Methods: A nationwide longitudinal study using data extracted from the French Hospital Information System.
Selection criteria: all patients who underwent TAVI between 1 January 2010 and 31 December 2010. Period of follow-up: 12 months preceding TAVI to 36 months after. End-points: mortality, morbidity and total costs of acute and rehabilitation care from the perspective of the hospital.

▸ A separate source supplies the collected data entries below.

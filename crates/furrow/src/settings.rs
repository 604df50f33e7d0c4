use std::path::PathBuf;
use std::time::Duration;

use error_stack::Report;
use serde::{Deserialize, Serialize};
use thiserror::Error;

/// Errors in the session configuration. All of these surface at session
/// construction, before any task is dispatched.
#[derive(Debug, Error)]
pub enum ConfigError {
    #[error("The node list is empty")]
    EmptyNodeList,
    #[error("Worker slots per node resolved to zero")]
    ZeroProcessesPerNode,
    #[error("Node {address} has {cores} cores but {slots} worker slots were requested")]
    TooFewCores {
        address: String,
        cores: u32,
        slots: u32,
    },
    #[error("Task at position {index} has an empty {field}")]
    InvalidTask { index: usize, field: &'static str },
}

/// How task processes are started.
#[derive(Debug, Clone, PartialEq, Eq, Serialize, Deserialize)]
#[serde(tag = "type", rename_all = "snake_case")]
pub enum LaunchMode {
    /// Execute the launch script directly.
    Basic,
    /// Delegate core pinning and host placement to an external parallel
    /// process launcher.
    Wrapper { bin: PathBuf },
}

#[derive(Debug, Clone, Serialize, Deserialize)]
#[serde(default)]
pub struct SessionSettings {
    /// Cores available on each node, used to derive the worker count when
    /// `processes_per_node` is not set explicitly.
    pub cores_per_node: u32,
    /// Cores reserved for each dispatched task.
    pub cores_per_task: u32,
    /// Explicit worker slots per node, overriding the derived value.
    pub processes_per_node: Option<u32>,
    pub launcher: LaunchMode,
    /// Retain generated launch scripts on disk after their task finishes.
    pub keep_scripts: bool,
    /// How often the stop file is checked while waiting on completions.
    #[serde(with = "duration_secs")]
    pub stop_check_interval: Duration,
    /// Kill a task that runs longer than this. `None` lets a hung task hold
    /// its worker indefinitely.
    #[serde(with = "opt_duration_secs")]
    pub task_timeout: Option<Duration>,
    /// Directory where launch scripts are written.
    pub work_dir: PathBuf,
    pub stop_file: Option<PathBuf>,
    /// When non-empty, the stop file only triggers if one of its lines
    /// contains this substring.
    pub stop_magic: String,
}

impl Default for SessionSettings {
    fn default() -> Self {
        Self {
            cores_per_node: 1,
            cores_per_task: 1,
            processes_per_node: None,
            launcher: LaunchMode::Basic,
            keep_scripts: false,
            stop_check_interval: Duration::from_secs(2),
            task_timeout: None,
            work_dir: PathBuf::from("."),
            stop_file: None,
            stop_magic: String::new(),
        }
    }
}

impl SessionSettings {
    /// Worker slots to create on each node: the explicit setting if present,
    /// otherwise `cores_per_node / cores_per_task`.
    pub fn processes_per_node(&self) -> Result<u32, Report<ConfigError>> {
        let slots = match self.processes_per_node {
            Some(explicit) => explicit,
            None if self.cores_per_task == 0 => 0,
            None => self.cores_per_node / self.cores_per_task,
        };

        if slots == 0 {
            Err(
                Report::new(ConfigError::ZeroProcessesPerNode).attach_printable(format!(
                    "cores_per_node = {}, cores_per_task = {}",
                    self.cores_per_node, self.cores_per_task
                )),
            )
        } else {
            Ok(slots)
        }
    }
}

mod duration_secs {
    use std::time::Duration;

    use serde::{Deserialize, Deserializer, Serializer};

    pub fn serialize<S: Serializer>(value: &Duration, serializer: S) -> Result<S::Ok, S::Error> {
        serializer.serialize_f64(value.as_secs_f64())
    }

    pub fn deserialize<'de, D: Deserializer<'de>>(deserializer: D) -> Result<Duration, D::Error> {
        let secs = f64::deserialize(deserializer)?;
        Ok(Duration::from_secs_f64(secs))
    }
}

mod opt_duration_secs {
    use std::time::Duration;

    use serde::{Deserialize, Deserializer, Serializer};

    pub fn serialize<S: Serializer>(
        value: &Option<Duration>,
        serializer: S,
    ) -> Result<S::Ok, S::Error> {
        match value {
            Some(value) => serializer.serialize_some(&value.as_secs_f64()),
            None => serializer.serialize_none(),
        }
    }

    pub fn deserialize<'de, D: Deserializer<'de>>(
        deserializer: D,
    ) -> Result<Option<Duration>, D::Error> {
        let secs = Option::<f64>::deserialize(deserializer)?;
        Ok(secs.map(Duration::from_secs_f64))
    }
}

#[cfg(test)]
mod tests {
    use super::*;

    #[test]
    fn derives_slots_from_core_counts() {
        let settings = SessionSettings {
            cores_per_node: 8,
            cores_per_task: 2,
            ..Default::default()
        };
        assert_eq!(settings.processes_per_node().expect("deriving slots"), 4);
    }

    #[test]
    fn explicit_slot_count_wins() {
        let settings = SessionSettings {
            cores_per_node: 8,
            cores_per_task: 2,
            processes_per_node: Some(3),
            ..Default::default()
        };
        assert_eq!(settings.processes_per_node().expect("deriving slots"), 3);
    }

    #[test]
    fn zero_slots_is_an_error() {
        let settings = SessionSettings {
            cores_per_node: 1,
            cores_per_task: 4,
            ..Default::default()
        };
        assert!(settings.processes_per_node().is_err());

        let settings = SessionSettings {
            processes_per_node: Some(0),
            ..Default::default()
        };
        assert!(settings.processes_per_node().is_err());
    }

    #[test]
    fn settings_round_trip_through_json() {
        let settings = SessionSettings {
            launcher: LaunchMode::Wrapper {
                bin: PathBuf::from("mpiexec.hydra"),
            },
            task_timeout: Some(Duration::from_secs(30)),
            stop_magic: "STOP_ALL".to_string(),
            ..Default::default()
        };

        let json = serde_json::to_string(&settings).expect("serializing settings");
        let parsed: SessionSettings = serde_json::from_str(&json).expect("parsing settings");
        assert_eq!(parsed.launcher, settings.launcher);
        assert_eq!(parsed.task_timeout, settings.task_timeout);
        assert_eq!(parsed.stop_magic, settings.stop_magic);
    }

    #[test]
    fn missing_fields_fall_back_to_defaults() {
        let parsed: SessionSettings =
            serde_json::from_str(r#"{"cores_per_node": 16}"#).expect("parsing settings");
        assert_eq!(parsed.cores_per_node, 16);
        assert_eq!(parsed.launcher, LaunchMode::Basic);
        assert!(!parsed.keep_scripts);
    }
}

Results: A total of 1332 patients (mean age: 82.0 ± 7.2 years; 50.2% men) were identified. The mean hospitalization length of stay was 13.5 ± 9.3 days. The intrahospital mortality from any cause was 7.9% during the index hospitalization, 8.8% at 30 days, 14.8% at 6 months, 18.4% at 1 year, 24.8% at 2 years and 32.3% at 3 years. The mean number of hospital stays per patient was 4.79 the year preceding TAVI and 4.11 the year after. The cumulated number of hospital stays at 2 and 3 years post-TAVI was 6.88 and 9.69, respectively. The mean hospitalization costs were 14 665€ the year preceding, 26 575€ for the index procedure and 12 308€ the year after TAVI. The cumulated hospitalization costs per patient at 3 years after TAVI were 22 110€ for acute hospitalizations and 5689€ for rehabilitation.
Conclusions: Mortality at 3 years is consistent with other published studies. After TAVI, hospitalization stays in both acute and rehabilitation settings, and the associated costs do not appear to be reduced compared with the year preceding TAVI. The total cost for patients undergoing TAVI is substantial at 3 years.
Keywords: Aortic stenosis; Cost; Epidemiology; French medico-administrative databases; Transcatheter aortic valve.